Time. All I have been able to think of is time. How much time do I have until my next meeting? How much time will it take me to make coffee? Will I be early enough to that formation? How long is it until the start of the track season? How long will it be until my fibula is healed? When can I start throwing again? When can I start training again? How slow will I be running when I go on my first run? Worrying for the future looms over me.

My worry for the past haunts me. Have I done enough the past three years to be an All-American this year? Have I wasted my time in training? How have I not gotten any better with the hours I have put in? When did things take a turn away from progress an into middling mediocrity?

“Attention all Spartans: there are five minutes until assembly for lunch formation.” I hear the Plebes drone in the hallway, “there are 282 days until graduation for the class of 2025.” It’s everywhere I go, all around me. Time has me strapped to a chair. It beats me and harasses me.
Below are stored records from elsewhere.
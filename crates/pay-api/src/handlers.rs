//! # Request Handlers
//!
//! Axum request handlers for the checkout demo: payment entry points, the
//! async notification endpoint and the browser return page.

use crate::state::AppState;
use axum::{
    body::Bytes,
    extract::{Query, State},
    http::StatusCode,
    response::{Html, IntoResponse, Response},
    Json,
};
use pay_alipay::{dispatch_notification, escape_html, NOTIFY_ACK, NOTIFY_REJECT};
use pay_core::{
    generate_order_id, Amount, ParameterSet, PaymentError, PaymentOrder, PaymentResponse,
    TradeMethod,
};
use serde::{Deserialize, Serialize};
use std::collections::HashMap;
use tracing::{error, info, instrument, warn};

// =============================================================================
// Request/Response Types
// =============================================================================

/// Optional overrides accepted by the payment routes
#[derive(Debug, Default, Deserialize)]
pub struct PayQuery {
    /// Amount in yuan, e.g. `0.01`
    #[serde(default)]
    pub total_fee: Option<String>,
    /// Merchant order number (generated when absent)
    #[serde(default)]
    pub out_trade_no: Option<String>,
    /// Order title
    #[serde(default)]
    pub order_name: Option<String>,
}

/// Error response
#[derive(Debug, Serialize)]
pub struct ErrorResponse {
    pub error: String,
    pub code: u16,
    #[serde(skip_serializing_if = "Option::is_none")]
    pub details: Option<String>,
}

impl ErrorResponse {
    pub fn new(error: impl Into<String>, code: u16) -> Self {
        Self {
            error: error.into(),
            code,
            details: None,
        }
    }

    pub fn with_details(mut self, details: impl Into<String>) -> Self {
        self.details = Some(details.into());
        self
    }
}

fn payment_error_to_response(err: PaymentError) -> (StatusCode, Json<ErrorResponse>) {
    let code = err.status_code();
    let response = ErrorResponse::new(err.to_string(), code);
    (StatusCode::from_u16(code).unwrap_or(StatusCode::INTERNAL_SERVER_ERROR), Json(response))
}

/// Build the order for a payment request, filling gaps from configuration
fn build_order(state: &AppState, query: &PayQuery, method: TradeMethod) -> Result<PaymentOrder, PaymentError> {
    let non_empty = |value: &Option<String>| value.as_deref().filter(|v| !v.trim().is_empty()).map(String::from);

    let amount = match non_empty(&query.total_fee) {
        Some(fee) => fee.parse::<Amount>()?,
        None => state.config.pay_amount,
    };
    let out_trade_no = non_empty(&query.out_trade_no).unwrap_or_else(generate_order_id);
    let subject = non_empty(&query.order_name).unwrap_or_else(|| state.config.order_subject.clone());

    PaymentOrder::new(out_trade_no, amount, subject, method)
}

// =============================================================================
// Handlers
// =============================================================================

/// Health check endpoint
pub async fn health(State(state): State<AppState>) -> impl IntoResponse {
    Json(serde_json::json!({
        "status": "healthy",
        "service": "alipay-checkout",
        "provider": state.strategy.provider_name(),
        "flow": state.config.pay_flow.as_str(),
        "version": env!("CARGO_PKG_VERSION")
    }))
}

/// Start a payment with the configured default flow
pub async fn pay_default(State(state): State<AppState>, Query(query): Query<PayQuery>) -> Response {
    let method = state.config.pay_flow;
    start_payment(&state, &query, method).await
}

/// Start a desktop QR code payment
pub async fn precreate(State(state): State<AppState>, Query(query): Query<PayQuery>) -> Response {
    start_payment(&state, &query, TradeMethod::Precreate).await
}

/// Start a mobile browser payment
pub async fn wap_pay(State(state): State<AppState>, Query(query): Query<PayQuery>) -> Response {
    start_payment(&state, &query, TradeMethod::WapPay).await
}

#[instrument(skip(state, query))]
async fn start_payment(state: &AppState, query: &PayQuery, method: TradeMethod) -> Response {
    let order = match build_order(state, query, method) {
        Ok(order) => order,
        Err(e) => {
            warn!("Rejected payment request: {}", e);
            return payment_error_to_response(e).into_response();
        }
    };

    info!(
        "Creating payment: order={}, amount={}, flow={}",
        order.out_trade_no, order.total_amount, method
    );

    match state.strategy.create_payment(&order).await {
        Ok(PaymentResponse::RedirectForm(html)) => Html(html).into_response(),
        Ok(PaymentResponse::GatewayResponse(body)) => body.into_response(),
        Err(e) => {
            error!("Failed to create payment: {}", e);
            payment_error_to_response(e).into_response()
        }
    }
}

/// Async notification from the gateway.
///
/// Replies `success` only after the notification verified and its receipt
/// was written. Anything else makes the gateway redeliver.
#[instrument(skip(state, body))]
pub async fn notify(State(state): State<AppState>, body: Bytes) -> (StatusCode, &'static str) {
    let params: ParameterSet = url::form_urlencoded::parse(&body).into_owned().collect();

    let notification = match state.strategy.verify_callback(&params) {
        Ok(notification) => notification,
        Err(PaymentError::SignatureInvalid(reason)) => {
            warn!("Rejected notification: {}", reason);
            return (StatusCode::BAD_REQUEST, NOTIFY_REJECT);
        }
        Err(e) => {
            error!("Cannot verify notification: {}", e);
            let status = StatusCode::from_u16(e.status_code()).unwrap_or(StatusCode::INTERNAL_SERVER_ERROR);
            return (status, NOTIFY_REJECT);
        }
    };

    if let Err(e) = state.receipts.append(&notification.params).await {
        error!("Failed to record notification: {}", e);
        return (StatusCode::INTERNAL_SERVER_ERROR, NOTIFY_REJECT);
    }

    if let Err(e) = dispatch_notification(state.handler.as_ref(), &notification) {
        error!("Notification handler error: {}", e);
        return (StatusCode::INTERNAL_SERVER_ERROR, NOTIFY_REJECT);
    }

    info!(
        "Acknowledged notification: order={:?}, status={:?}",
        notification.out_trade_no, notification.trade_status
    );
    (StatusCode::OK, NOTIFY_ACK)
}

/// Page the browser returns to after paying
#[instrument(skip(state, query))]
pub async fn return_callback(
    State(state): State<AppState>,
    Query(query): Query<HashMap<String, String>>,
) -> (StatusCode, Html<String>) {
    let params = ParameterSet::from(query);

    match state.strategy.verify_callback(&params) {
        Ok(notification) => {
            let order_id = notification.out_trade_no.as_deref().unwrap_or("unknown");
            info!("Buyer returned for order {}", order_id);
            (StatusCode::OK, Html(return_page(order_id)))
        }
        Err(e) => {
            warn!("Rejected return callback: {}", e);
            (StatusCode::BAD_REQUEST, Html(return_error_page()))
        }
    }
}

fn return_page(order_id: &str) -> String {
    format!(
        r#"
<!DOCTYPE html>
<html>
<head><meta charset="utf-8"><title>Payment Received</title></head>
<body style="font-family: system-ui; display: flex; justify-content: center; align-items: center; height: 100vh; margin: 0;">
    <div style="padding: 60px; text-align: center;">
        <h1>Payment Received</h1>
        <p>Order: <code>{}</code></p>
    </div>
</body>
</html>
"#,
        escape_html(order_id)
    )
}

fn return_error_page() -> String {
    r#"
<!DOCTYPE html>
<html>
<head><meta charset="utf-8"><title>Verification Failed</title></head>
<body style="font-family: system-ui; display: flex; justify-content: center; align-items: center; height: 100vh; margin: 0;">
    <div style="padding: 60px; text-align: center;">
        <h1>Verification Failed</h1>
        <p style="color: #666;">The payment result could not be verified.</p>
    </div>
</body>
</html>
"#
    .to_string()
}
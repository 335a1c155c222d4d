//! # pay-core
//!
//! Core types and traits for the alipay-checkout payment engine.
//!
//! This crate provides:
//! - `PaymentStrategy` trait for implementing payment gateways
//! - `ParameterSet` for flat, key-sorted gateway parameters
//! - `PaymentOrder`, `Amount` and `TradeMethod` for payment attempts
//! - `TradeNotification` and `TradeStatus` for verified callbacks
//! - `PaymentError` for typed error handling
//!
//! ## Example
//!
//! ```rust,ignore
//! use pay_core::{Amount, PaymentOrder, PaymentStrategy, TradeMethod};
//!
//! let order = PaymentOrder::new("ORDER123", "0.01".parse::<Amount>()?, "test", TradeMethod::WapPay)?;
//!
//! // Redirect form or relayed gateway response
//! let response = strategy.create_payment(&order).await?;
//! ```

pub mod error;
pub mod order;
pub mod params;
pub mod strategy;

// Re-exports for convenience
pub use error::{PaymentError, PaymentResult};
pub use order::{
    generate_order_id, Amount, PaymentOrder, TradeMethod, TradeNotification, TradeStatus,
};
pub use params::ParameterSet;
pub use strategy::{BoxedPaymentStrategy, PaymentResponse, PaymentStrategy};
It interrogates my darkest fears and tightly kept regrets. Without my own public admission, I might be able to spin it another way. “I wasn’t an All-American because it’s too hard at my school,” “I didn’t set the academy record because I got unlucky with injuries,” “I had to stay at a lower body weight for the Army:” all of these are weak excuses.

Time, however, won’t accept those excuses. I sink deeper into the chair with every blow. Sweat covers my entire body, blood streams from my cheekbone. I hear his clock softly tick by on the wall. As long as he has had me trapped here it has been a steady presence. During some bouts of torture, the tick of the second hand drifts out of my conscious mind and I forget it’s there. Now, it is louder than it has ever been. Each tick like a gunshot in my ear that makes my brain pound. After more of this interrogation than I am able to handle, all I can muster is a whisper. Lowly, I confess “I haven’t done all I can.” “I didn’t train harder than my opponents.” “I didn’t attack every training session with maximum effort.” “I didn’t sleep enough.” “I got distracted on my phone too often.” “I didn’t stay on top of my schoolwork.” My brutal interrogator has flipped the script on me. Now I am to blame for all my shortcomings and failures. My insecurities have been brought to the light

What has become of the once confident man? What has defeated him? He once seemed to work tirelessly with fervor and passion. All the while, he was self-sabotaging; cutting himself off at every impasse and holding himself back from his greatest potential. Only now has he realized that he is to blame for all his shortcomings. Only by the brutality of time.